Patsy (born Patricia Pepping Valles on 1963 in Mexico City, Mexico) is a Mexican actress and singer.

== Biography ==
Patsy was born in 1963, in Mexico City, she is from American descent. When she was 7 years old, she moved with her family to the United States. In 1983 she had her debut in television. She had many roles in telenovelas such as Bodas de odio, El Camino Secreto, Pobre señorita Limantour, Mi Destino Eres Tú, Amar sin límites, Mar de amor, Amores verdaderos and Lo imperdonable.
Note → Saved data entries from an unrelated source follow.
use crate::traits::{ObjectEntry, Storage, StorageError, StorageResult};
use crate::StorageBackend;
use async_trait::async_trait;
use bytes::Bytes;
use futures::TryStreamExt;
use http::Method;
use object_store::aws::{AmazonS3, AmazonS3Builder};
use object_store::path::Path;
use object_store::signer::Signer;
use object_store::Error as ObjectStoreError;
use object_store::{
    Attribute, Attributes, ObjectMeta, ObjectStore, ObjectStoreExt, PutOptions, PutPayload,
    Result as ObjectResult,
};
use std::time::Duration;

/// S3 storage implementation
///
/// S3 has no rename and no conditional delete: `move_object` is copy-then-delete and
/// `remove` checks existence before deleting, so two concurrent removals of the same key
/// may both report it.
#[derive(Clone)]
pub struct S3Storage {
    store: AmazonS3,
    bucket: String,
}

impl S3Storage {
    /// Create a new S3Storage instance
    ///
    /// # Arguments
    /// * `bucket` - S3 bucket name
    /// * `region` - AWS region (or region identifier for S3-compatible providers)
    /// * `endpoint_url` - Optional custom endpoint URL for S3-compatible providers
    ///   (e.g., "http://localhost:9000" for MinIO)
    pub async fn new(
        bucket: String,
        region: String,
        endpoint_url: Option<String>,
    ) -> StorageResult<Self> {
        // Credentials come from the standard AWS_* environment variables.
        let mut builder = AmazonS3Builder::from_env()
            .with_region(region)
            .with_bucket_name(bucket.clone());

        if let Some(endpoint) = endpoint_url {
            let allow_http = endpoint.starts_with("http://");
            builder = builder.with_endpoint(endpoint).with_allow_http(allow_http);
        }

        let store = builder
            .build()
            .map_err(|e| StorageError::ConfigError(e.to_string()))?;

        Ok(S3Storage { store, bucket })
    }

    async fn exists(&self, location: &Path) -> StorageResult<bool> {
        match self.store.head(location).await {
            Ok(_) => Ok(true),
            Err(ObjectStoreError::NotFound { .. }) => Ok(false),
            Err(e) => Err(StorageError::BackendError(e.to_string())),
        }
    }

    fn entry_from_meta(meta: ObjectMeta) -> ObjectEntry {
        ObjectEntry {
            key: meta.location.to_string(),
            size: meta.size,
            last_modified: Some(meta.last_modified),
        }
    }
}

#[async_trait]
impl Storage for S3Storage {
    async fn upload(
        &self,
        key: &str,
        data: Bytes,
        content_type: &str,
        upsert: bool,
    ) -> StorageResult<()> {
        let size = data.len() as u64;
        let location = Path::from(key.to_string());
        let start = std::time::Instant::now();

        if !upsert && self.exists(&location).await? {
            return Err(StorageError::AlreadyExists(key.to_string()));
        }

        let mut attributes = Attributes::new();
        attributes.insert(Attribute::ContentType, content_type.to_string().into());
        let opts = PutOptions {
            attributes,
            ..Default::default()
        };

        let result: ObjectResult<_> = self
            .store
            .put_opts(&location, PutPayload::from(data), opts)
            .await;

        result.map_err(|e| {
            tracing::error!(
                error = %e,
                bucket = %self.bucket,
                key = %key,
                size_bytes = size,
                duration_ms = start.elapsed().as_secs_f64() * 1000.0,
                "S3 upload failed"
            );
            StorageError::UploadFailed(e.to_string())
        })?;

        tracing::info!(
            bucket = %self.bucket,
            key = %key,
            size_bytes = size,
            duration_ms = start.elapsed().as_secs_f64() * 1000.0,
            "S3 upload successful"
        );

        Ok(())
    }

    async fn download(&self, storage_key: &str) -> StorageResult<Vec<u8>> {
        let start = std::time::Instant::now();
        let location = Path::from(storage_key.to_string());

        let result: ObjectResult<_> = self.store.get(&location).await;

        let result = result.map_err(|e| match e {
            ObjectStoreError::NotFound { .. } => StorageError::NotFound(storage_key.to_string()),
            other => {
                tracing::error!(
                    error = %other,
                    bucket = %self.bucket,
                    key = %storage_key,
                    duration_ms = start.elapsed().as_secs_f64() * 1000.0,
                    "S3 download failed"
                );
                StorageError::DownloadFailed(other.to_string())
            }
        })?;

        let bytes = result
            .bytes()
            .await
            .map_err(|e| StorageError::DownloadFailed(e.to_string()))?;

        tracing::debug!(
            bucket = %self.bucket,
            key = %storage_key,
            size_bytes = bytes.len() as u64,
            duration_ms = start.elapsed().as_secs_f64() * 1000.0,
            "S3 download successful"
        );

        Ok(bytes.to_vec())
    }

    async fn list(&self, prefix: &str) -> StorageResult<Vec<ObjectEntry>> {
        let start = std::time::Instant::now();
        let prefix_path = (!prefix.is_empty()).then(|| Path::from(prefix.to_string()));

        let metas: Vec<ObjectMeta> = self
            .store
            .list(prefix_path.as_ref())
            .try_collect()
            .await
            .map_err(|e| {
                tracing::error!(
                    error = %e,
                    bucket = %self.bucket,
                    prefix = %prefix,
                    "S3 list failed"
                );
                StorageError::BackendError(e.to_string())
            })?;

        let mut entries: Vec<ObjectEntry> = metas.into_iter().map(Self::entry_from_meta).collect();
        entries.sort_by(|a, b| a.key.cmp(&b.key));

        tracing::debug!(
            bucket = %self.bucket,
            prefix = %prefix,
            count = entries.len(),
            duration_ms = start.elapsed().as_secs_f64() * 1000.0,
            "S3 list successful"
        );

        Ok(entries)
    }

    async fn move_object(&self, from_key: &str, to_key: &str) -> StorageResult<()> {
        let start = std::time::Instant::now();
        let from = Path::from(from_key.to_string());
        let to = Path::from(to_key.to_string());

        let copy_result: ObjectResult<_> = self.store.copy(&from, &to).await;
        copy_result.map_err(|e| match e {
            ObjectStoreError::NotFound { .. } => StorageError::NotFound(from_key.to_string()),
            other => StorageError::MoveFailed(other.to_string()),
        })?;

        let delete_result: ObjectResult<_> = self.store.delete(&from).await;
        delete_result.map_err(|e| {
            tracing::error!(
                error = %e,
                bucket = %self.bucket,
                from_key = %from_key,
                to_key = %to_key,
                "S3 move left source object behind"
            );
            StorageError::MoveFailed(e.to_string())
        })?;

        tracing::info!(
            bucket = %self.bucket,
            from_key = %from_key,
            to_key = %to_key,
            duration_ms = start.elapsed().as_secs_f64() * 1000.0,
            "S3 move successful"
        );

        Ok(())
    }

    async fn remove(&self, keys: &[String]) -> StorageResult<Vec<String>> {
        let start = std::time::Instant::now();
        let mut removed = Vec::with_capacity(keys.len());

        for key in keys {
            let location = Path::from(key.clone());
            if !self.exists(&location).await? {
                continue;
            }

            let result: ObjectResult<_> = self.store.delete(&location).await;
            result.map_err(|e| {
                tracing::error!(
                    error = %e,
                    bucket = %self.bucket,
                    key = %key,
                    "S3 delete failed"
                );
                StorageError::DeleteFailed(e.to_string())
            })?;
            removed.push(key.clone());
        }

        tracing::info!(
            bucket = %self.bucket,
            requested = keys.len(),
            removed = removed.len(),
            duration_ms = start.elapsed().as_secs_f64() * 1000.0,
            "S3 remove successful"
        );

        Ok(removed)
    }

    async fn signed_url(&self, key: &str, expires_in: Duration) -> StorageResult<String> {
        let location = Path::from(key.to_string());
        if !self.exists(&location).await? {
            return Err(StorageError::NotFound(key.to_string()));
        }

        let url_result: ObjectResult<_> = self
            .store
            .signed_url(Method::GET, &location, expires_in)
            .await;

        let url = url_result
            .map_err(|e| StorageError::BackendError(e.to_string()))?
            .to_string();

        Ok(url)
    }

    fn backend_type(&self) -> StorageBackend {
        StorageBackend::S3
    }
}
//! Server startup and graceful shutdown

use anyhow::{Context, Result};
use axum::Router;
use zipme_core::Config;

/// Start the server with graceful shutdown
pub async fn start_server(config: &Config, app: Router) -> Result<()> {
    let addr = format!("0.0.0.0:{}", config.server_port);
    tracing::info!(addr = %addr, "Starting server");

    let listener = tokio::net::TcpListener::bind(&addr)
        .await
        .with_context(|| format!("Failed to bind {}", addr))?;

    tracing::info!(
        max_file_mb = config.max_file_size_bytes / 1024 / 1024,
        verification_ttl_secs = config.verification_ttl_secs,
        download_url_ttl_secs = config.download_url_ttl_secs,
        public_base_url = %config.public_base_url,
        frontend_url = %config.frontend_url,
        "Server ready and accepting connections"
    );

    axum::serve(listener, app)
        .with_graceful_shutdown(shutdown_signal())
        .await?;

    Ok(())
}

/// Resolves on Ctrl+C (SIGINT) or SIGTERM. A handler that cannot be installed is logged
/// and never fires.
async fn shutdown_signal() {
    let ctrl_c = async {
        if let Err(e) = tokio::signal::ctrl_c().await {
            tracing::error!(error = %e, "Failed to install Ctrl+C handler");
            std::future::pending::<()>().await;
        }
    };

    #[cfg(unix)]
    let terminate = async {
        match tokio::signal::unix::signal(tokio::signal::unix::SignalKind::terminate()) {
            Ok(mut signal) => {
                signal.recv().await;
            }
            Err(e) => {
                tracing::error!(error = %e, "Failed to install SIGTERM handler");
                std::future::pending::<()>().await;
            }
        }
    };

    #[cfg(not(unix))]
    let terminate = std::future::pending::<()>();

    tokio::select! {
        _ = ctrl_c => {
            tracing::info!("Received Ctrl+C signal");
        },
        _ = terminate => {
            tracing::info!("Received terminate signal");
        },
    }

    tracing::info!("Shutting down gracefully...");
}
mod service;

pub use service::{CleanupReport, PendingCleanupService};
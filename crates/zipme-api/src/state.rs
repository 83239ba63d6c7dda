use std::sync::Arc;
use zipme_core::Config;
use zipme_services::{Notifier, TransferService, TransferSettings};
use zipme_storage::{Storage, UrlSigner};

/// Shared state handed to every handler.
pub struct AppState {
    pub config: Config,
    pub storage: Arc<dyn Storage>,
    pub transfers: TransferService,
    /// Verifies `/storage/...` links; only present for the local backend.
    pub url_signer: Option<UrlSigner>,
}

impl AppState {
    pub fn new(
        config: Config,
        storage: Arc<dyn Storage>,
        notifier: Arc<dyn Notifier>,
        url_signer: Option<UrlSigner>,
    ) -> Self {
        let transfers = TransferService::new(
            storage.clone(),
            notifier,
            TransferSettings::from_config(&config),
        );
        Self {
            config,
            storage,
            transfers,
            url_signer,
        }
    }
}
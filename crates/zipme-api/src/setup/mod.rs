//! Application setup and initialization

pub mod routes;
pub mod server;
pub mod services;
pub mod storage;

use crate::state::AppState;
use crate::telemetry::{init_telemetry, LogFormat};
use anyhow::{Context, Result};
use std::sync::Arc;
use zipme_core::Config;

/// Initialize the entire application. The configuration was validated when it was loaded.
pub async fn initialize_app(config: Config) -> Result<(Arc<AppState>, axum::Router)> {
    init_telemetry(LogFormat::from_env()).context("Failed to initialize telemetry")?;

    tracing::info!(
        environment = %config.environment,
        storage_backend = %config.storage_backend,
        "Configuration loaded and validated successfully"
    );

    let (storage, url_signer) = storage::setup_storage(&config).await?;

    let state = services::initialize_services(&config, storage, url_signer)?;

    let router = routes::setup_routes(&config, state.clone())?;

    Ok((state, router))
}
pub mod notifier;
pub mod templates;

pub use notifier::{create_notifier, LogNotifier, Notifier, NotifyError, SmtpNotifier};
pub use templates::{EmailTemplate, RenderedEmail};
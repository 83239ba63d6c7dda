//! ZipMe HTTP server: temporary file sharing with sender email verification.

pub mod api_doc;
pub mod error;
pub mod handlers;
pub mod middleware;
pub mod setup;
pub mod state;
pub mod telemetry;

pub use error::{ErrorResponse, HttpAppError};
pub use state::AppState;
//! ZipMe Storage Library
//!
//! Object storage abstraction and its S3 and local filesystem implementations.
//!
//! # Storage key format
//!
//! All backends share one key layout, generated by the `keys` module:
//!
//! - **Pending archive**: `pending/{token}/files.zip`
//! - **Pending metadata**: `pending/{token}/metadata.json`
//! - **Final archive**: `{file_id}/files.zip`
//!
//! Keys must not contain `..` or a leading `/`.

pub mod factory;
pub mod keys;
#[cfg(feature = "storage-local")]
pub mod local;
#[cfg(feature = "storage-s3")]
pub mod s3;
pub mod signing;
pub mod traits;

// Re-export commonly used types
#[cfg(feature = "storage-local")]
pub use factory::create_url_signer;
pub use factory::create_storage;
#[cfg(feature = "storage-local")]
pub use local::LocalStorage;
#[cfg(feature = "storage-s3")]
pub use s3::S3Storage;
pub use signing::{SignatureError, UrlSigner};
pub use traits::{ObjectEntry, Storage, StorageError, StorageResult};
pub use zipme_core::StorageBackend;
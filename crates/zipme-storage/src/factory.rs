#[cfg(feature = "storage-local")]
use crate::{LocalStorage, UrlSigner};
#[cfg(feature = "storage-s3")]
use crate::S3Storage;
use crate::{Storage, StorageBackend, StorageError, StorageResult};
use std::sync::Arc;
use zipme_core::Config;

/// Create a storage backend based on configuration
pub async fn create_storage(config: &Config) -> StorageResult<Arc<dyn Storage>> {
    match config.storage_backend {
        #[cfg(feature = "storage-s3")]
        StorageBackend::S3 => {
            let bucket = config
                .s3_bucket
                .clone()
                .ok_or_else(|| StorageError::ConfigError("S3_BUCKET not configured".to_string()))?;
            let region = config
                .effective_s3_region()
                .map(String::from)
                .ok_or_else(|| {
                    StorageError::ConfigError("S3_REGION or AWS_REGION not configured".to_string())
                })?;

            let storage = S3Storage::new(bucket, region, config.s3_endpoint.clone()).await?;
            tracing::info!(bucket = ?config.s3_bucket, "Using S3 storage backend");
            Ok(Arc::new(storage))
        }

        #[cfg(not(feature = "storage-s3"))]
        StorageBackend::S3 => Err(StorageError::ConfigError(
            "S3 storage backend not available (storage-s3 feature not enabled)".to_string(),
        )),

        #[cfg(feature = "storage-local")]
        StorageBackend::Local => {
            let signer = create_url_signer(config)?;
            let storage = LocalStorage::new(
                config.local_storage_path.clone(),
                config.local_storage_base_url.clone(),
                signer,
            )
            .await?;
            tracing::info!(
                path = %config.local_storage_path,
                base_url = %config.local_storage_base_url,
                "Using local storage backend"
            );
            Ok(Arc::new(storage))
        }

        #[cfg(not(feature = "storage-local"))]
        StorageBackend::Local => Err(StorageError::ConfigError(
            "Local storage backend not available (storage-local feature not enabled)".to_string(),
        )),
    }
}

/// Signer for local storage URLs, built from `STORAGE_SIGNING_SECRET`.
#[cfg(feature = "storage-local")]
pub fn create_url_signer(config: &Config) -> StorageResult<UrlSigner> {
    config
        .storage_signing_secret
        .as_deref()
        .map(UrlSigner::new)
        .ok_or_else(|| {
            StorageError::ConfigError("STORAGE_SIGNING_SECRET not configured".to_string())
        })
}
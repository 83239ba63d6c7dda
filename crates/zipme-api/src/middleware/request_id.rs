use axum::http::HeaderValue;
use axum::{extract::Request, middleware::Next, response::Response};
use tracing::Instrument;
use uuid::Uuid;

pub const REQUEST_ID_HEADER: &str = "X-Request-ID";

/// Longest inbound id that is propagated as-is.
const MAX_REQUEST_ID_LEN: usize = 128;

/// Request ID extension type
#[derive(Clone, Debug)]
pub struct RequestId(pub String);

fn accept_inbound(value: &str) -> bool {
    !value.is_empty()
        && value.len() <= MAX_REQUEST_ID_LEN
        && value
            .bytes()
            .all(|b| b.is_ascii_alphanumeric() || matches!(b, b'-' | b'_' | b'.'))
}

/// Propagates `X-Request-ID` from the caller, or generates one, and echoes it on the
/// response. The id is also stored in request extensions and recorded on a span so every
/// event of the request carries it.
pub async fn request_id_middleware(mut request: Request, next: Next) -> Response {
    let request_id = request
        .headers()
        .get(REQUEST_ID_HEADER)
        .and_then(|h| h.to_str().ok())
        .filter(|s| accept_inbound(s))
        .map(|s| s.to_string())
        .unwrap_or_else(|| Uuid::new_v4().to_string());

    request
        .extensions_mut()
        .insert(RequestId(request_id.clone()));

    let span = tracing::info_span!("request", request_id = %request_id);
    let mut response = next.run(request).instrument(span).await;

    if let Ok(header_value) = HeaderValue::from_str(&request_id) {
        response.headers_mut().insert(REQUEST_ID_HEADER, header_value);
    }

    response
}

#[cfg(test)]
mod tests {
    use super::*;

    #[test]
    fn test_inbound_ids_are_filtered() {
        assert!(accept_inbound("3f2c9a1e-trace.01"));
        assert!(!accept_inbound(""));
        assert!(!accept_inbound("line\r\nbreak"));
        assert!(!accept_inbound(&"a".repeat(MAX_REQUEST_ID_LEN + 1)));
    }
}
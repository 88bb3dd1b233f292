// Selection state - at most one selected path per panel
use super::panels::{PanelId, WindowId};
use std::collections::HashMap;
use std::path::{Path, PathBuf};

#[derive(Default)]
pub struct SelectionState {
    selected: HashMap<PanelId, PathBuf>,
}

impl SelectionState {
    pub fn new() -> Self {
        Self::default()
    }

    /// Selects `path` in `panel` and clears every sibling panel. Returns the
    /// siblings that actually lost a selection.
    pub fn select(&mut self, panel: PanelId, path: PathBuf) -> Vec<PanelId> {
        let cleared = panel
            .siblings()
            .into_iter()
            .filter(|sibling| self.selected.remove(sibling).is_some())
            .collect();
        self.selected.insert(panel, path);
        cleared
    }

    pub fn clear(&mut self, panel: PanelId) -> bool {
        self.selected.remove(&panel).is_some()
    }

    pub fn selected(&self, panel: PanelId) -> Option<&Path> {
        self.selected.get(&panel).map(PathBuf::as_path)
    }

    pub fn forget_window(&mut self, id: WindowId) {
        self.selected.remove(&PanelId::Window(id));
    }
}
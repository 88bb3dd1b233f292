mod watcher;

pub use watcher::DirectoryWatcher;
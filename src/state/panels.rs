// Panels - the independently navigable views and their histories
use super::history::NavigationHistory;
use std::collections::BTreeMap;
use std::fmt;
use std::path::PathBuf;

#[derive(Clone, Copy, Debug, PartialEq, Eq, PartialOrd, Ord, Hash)]
pub struct WindowId(u64);

impl fmt::Display for WindowId {
    fn fmt(&self, f: &mut fmt::Formatter<'_>) -> fmt::Result {
        write!(f, "window-{}", self.0)
    }
}

#[derive(Clone, Copy, Debug, PartialEq, Eq, PartialOrd, Ord, Hash)]
pub enum PanelId {
    Tree,
    List,
    Favorites,
    Window(WindowId),
}

impl PanelId {
    const PRIMARY: [PanelId; 3] = [PanelId::Tree, PanelId::List, PanelId::Favorites];

    /// The panel that re-roots when a location is chosen here. The tree and
    /// favorites panels drive the primary list.
    pub fn navigation_target(self) -> PanelId {
        match self {
            PanelId::Window(id) => PanelId::Window(id),
            _ => PanelId::List,
        }
    }

    /// Other panels in the same window.
    pub fn siblings(self) -> Vec<PanelId> {
        match self {
            PanelId::Window(_) => Vec::new(),
            _ => Self::PRIMARY.into_iter().filter(|p| *p != self).collect(),
        }
    }
}

/// One history for the primary window, one per open folder window.
#[derive(Default)]
pub struct PanelRegistry {
    primary: NavigationHistory,
    windows: BTreeMap<WindowId, NavigationHistory>,
    next_window: u64,
}

impl PanelRegistry {
    pub fn new() -> Self {
        Self::default()
    }

    pub fn history(&self, panel: PanelId) -> Option<&NavigationHistory> {
        match panel.navigation_target() {
            PanelId::Window(id) => self.windows.get(&id),
            _ => Some(&self.primary),
        }
    }

    pub fn history_mut(&mut self, panel: PanelId) -> Option<&mut NavigationHistory> {
        match panel.navigation_target() {
            PanelId::Window(id) => self.windows.get_mut(&id),
            _ => Some(&mut self.primary),
        }
    }

    pub fn open_window(&mut self, path: PathBuf) -> WindowId {
        let id = WindowId(self.next_window);
        self.next_window += 1;
        self.windows.insert(id, NavigationHistory::seeded(path));
        id
    }

    pub fn close_window(&mut self, id: WindowId) -> bool {
        self.windows.remove(&id).is_some()
    }

}

#[cfg(test)]
mod tests {
    use super::*;
    use std::path::Path;

    #[test]
    fn test_primary_panels_share_history() {
        let mut registry = PanelRegistry::new();
        registry
            .history_mut(PanelId::Tree)
            .unwrap()
            .navigate_to(PathBuf::from("/usr"));
        assert_eq!(
            registry.history(PanelId::List).unwrap().current(),
            Some(Path::new("/usr"))
        );
        assert_eq!(
            registry.history(PanelId::Favorites).unwrap().current(),
            Some(Path::new("/usr"))
        );
    }

    #[test]
    fn test_window_lifecycle() {
        let mut registry = PanelRegistry::new();
        let a = registry.open_window(PathBuf::from("/a"));
        let b = registry.open_window(PathBuf::from("/b"));
        assert_ne!(a, b);
        assert!(registry.history(PanelId::Window(a)).is_some());
        assert_eq!(
            registry.history(PanelId::Window(b)).unwrap().current(),
            Some(Path::new("/b"))
        );

        assert!(registry.close_window(a));
        assert!(!registry.close_window(a));
        assert!(registry.history(PanelId::Window(a)).is_none());
        assert!(registry.history(PanelId::Window(b)).is_some());
    }

    #[test]
    fn test_window_ids_not_reused() {
        let mut registry = PanelRegistry::new();
        let a = registry.open_window(PathBuf::from("/a"));
        registry.close_window(a);
        let b = registry.open_window(PathBuf::from("/a"));
        assert_ne!(a, b);
    }

    #[test]
    fn test_siblings() {
        assert_eq!(PanelId::Tree.siblings(), vec![PanelId::List, PanelId::Favorites]);
        assert_eq!(PanelId::List.siblings(), vec![PanelId::Tree, PanelId::Favorites]);
        let mut registry = PanelRegistry::new();
        let id = registry.open_window(PathBuf::from("/a"));
        assert!(PanelId::Window(id).siblings().is_empty());
    }
}
// Folder contents - the listing shown by the primary list and folder windows
use crate::style;
use chrono::{DateTime, Local};
use eframe::egui;
use egui_extras::{Column, TableBuilder};
use folio::entry::FileEntry;
use folio::io::{FileSystem, PathResolver};
use folio::message::ViewEvent;
use folio::state::PanelId;
use std::path::{Path, PathBuf};

/// What one listing panel currently shows.
#[derive(Default)]
pub struct FolderView {
    pub path: Option<PathBuf>,
    pub entries: Vec<FileEntry>,
    pub selected: Option<PathBuf>,
    pub path_text: String,
    pub error: Option<String>,
}

impl FolderView {
    pub fn reroot<F: FileSystem>(&mut self, path: PathBuf, resolver: &PathResolver<F>, show_hidden: bool) {
        self.path_text = path.display().to_string();
        self.path = Some(path);
        self.selected = None;
        self.refresh(resolver, show_hidden);
    }

    pub fn refresh<F: FileSystem>(&mut self, resolver: &PathResolver<F>, show_hidden: bool) {
        let Some(path) = &self.path else {
            return;
        };
        match resolver.list(path, show_hidden) {
            Ok(entries) => {
                self.entries = entries;
                self.error = None;
            }
            Err(e) => {
                self.entries.clear();
                self.error = Some(format!("Error reading {}: {}", path.display(), e));
            }
        }
    }

    pub fn shows(&self, path: &Path) -> bool {
        self.path.as_deref() == Some(path)
    }
}

/// Path bar for a listing. Enter submits the text as a location.
pub fn render_path_bar(ui: &mut egui::Ui, view: &mut FolderView, panel: PanelId, events: &mut Vec<ViewEvent>) {
    let response = ui.add(
        egui::TextEdit::singleline(&mut view.path_text)
            .hint_text("Enter path...")
            .desired_width(f32::INFINITY),
    );
    if response.lost_focus() && ui.input(|i| i.key_pressed(egui::Key::Enter)) {
        events.push(ViewEvent::PathSubmitted {
            panel,
            text: view.path_text.clone(),
        });
    }
}

pub fn render_listing(ui: &mut egui::Ui, view: &FolderView, panel: PanelId, events: &mut Vec<ViewEvent>) {
    if let Some(err) = &view.error {
        ui.colored_label(egui::Color32::RED, err);
        return;
    }

    TableBuilder::new(ui)
        .striped(true)
        .resizable(false)
        .cell_layout(egui::Layout::left_to_right(egui::Align::Center))
        .column(Column::exact(style::ICON_COL_WIDTH))
        .column(Column::remainder().clip(true))
        .column(Column::exact(style::SIZE_COL_WIDTH))
        .column(Column::exact(style::MODIFIED_COL_WIDTH))
        .header(style::HEADER_HEIGHT, |mut header| {
            header.col(|ui| {
                ui.label("");
            });
            header.col(|ui| {
                ui.strong("Name");
            });
            header.col(|ui| {
                ui.strong("Size");
            });
            header.col(|ui| {
                ui.strong("Modified");
            });
        })
        .body(|body| {
            body.rows(style::ROW_HEIGHT, view.entries.len(), |mut row| {
                let entry = &view.entries[row.index()];
                let is_selected = view.selected.as_deref() == Some(entry.path.as_path());
                row.set_selected(is_selected);

                row.col(|ui| {
                    ui.label(entry.icon());
                });
                row.col(|ui| {
                    let response = style::truncated_label_with_sense(
                        ui,
                        entry.display_name(),
                        egui::Sense::click(),
                    );
                    if response.clicked() {
                        events.push(ViewEvent::Selected {
                            panel,
                            path: entry.path.clone(),
                        });
                    }
                    if response.double_clicked() {
                        events.push(ViewEvent::Activated {
                            panel,
                            path: entry.path.clone(),
                        });
                    }
                    entry_context_menu(&response, entry, events);
                });
                row.col(|ui| {
                    if !entry.is_dir {
                        ui.label(bytesize::ByteSize(entry.size).to_string());
                    }
                });
                row.col(|ui| {
                    let modified: DateTime<Local> = entry.modified.into();
                    ui.label(modified.format("%Y-%m-%d %H:%M").to_string());
                });
            });
        });
}

/// Right-click menu shared by listings and the tree.
pub fn entry_context_menu(response: &egui::Response, entry: &FileEntry, events: &mut Vec<ViewEvent>) {
    response.context_menu(|ui| {
        let label = if entry.is_dir {
            "Add folder to favorites"
        } else {
            "Add file to favorites"
        };
        if ui.button(label).clicked() {
            events.push(ViewEvent::AddFavorite(entry.path.clone()));
            ui.close();
        }
        if entry.is_dir && ui.button("Open in new window").clicked() {
            events.push(ViewEvent::OpenWindow(entry.path.clone()));
            ui.close();
        }
    });
}
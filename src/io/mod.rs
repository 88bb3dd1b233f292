mod directory;
mod filesystem;
mod launcher;
#[cfg(test)]
pub(crate) mod memory;
mod resolver;

pub use directory::{read_directory, sort_entries};
pub use filesystem::{FileSystem, LocalFs};
pub use launcher::{Launcher, SystemLauncher};
pub use resolver::{display_name, PathResolver};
In 1988, she released an LP titled "Patsy", which was not very successful. Two years later, she released the LP titled "Amor de medianoche". In 2004, Patsy returned to music with a third album also called "Patsy", being her latest record material to date.

== Personal life ==
She has three children: Kristel, Alexandra and Allan.

== Filmography ==

| Year | Title | Role | Notes |
|---|---|---|---|
| 1983/84 | Bodas de odio | Angélica | Recurring role |
| 1984/85 | Sí, mi amor | Liz Gray | Recurring role |
| 1985 | Los años pasan | Fabiola Montesinos | Main antagonist |
| 1986 | El cachas de oro | Selena |  |
| 1986/87 | El Camino Secreto | Bertha | Antagonist |
| 1987 | Pobre señorita Limantour | Doris Limantour | Antagonist |
| 1987 | El diablo, el santo y el tonto | Raquel |  |
| 1988 | Papá soltero | Fabiola de la O | TV series |
| 1989 | La ley de las calles | Cecilia |  |
| 1990 | Mi venganza |  |  |
| 1995 | Santo Enredo | Esmeralda Toques |  |
| 2000 | Mi Destino Eres Tú | Claudia | Supporting role |
| 2006 | Rebelde | Inés Alanís | Recurring role |
| 2006/07 | Amar sin límites | Liliana de Duarte | Special appearance |
| 2009/10 | Mar de amor | Lucía Galindez | Recurring role |
| 2012/13 | Amores verdaderos | Jocelyn Alcázar | Supporting role |
| 2013 | Como dice el dicho | Juliana | Episode:La suerte de la fea. |
| 2015 | Lo imperdonable | Salma Durán de Prado-Castelo | Supporting role |
| 2017 | El Bienamado | Donatella Neri | Recurring role |

==Discography==
- Patsy (1988)
- Amor de medianoche (1990)
- Patsy (2004)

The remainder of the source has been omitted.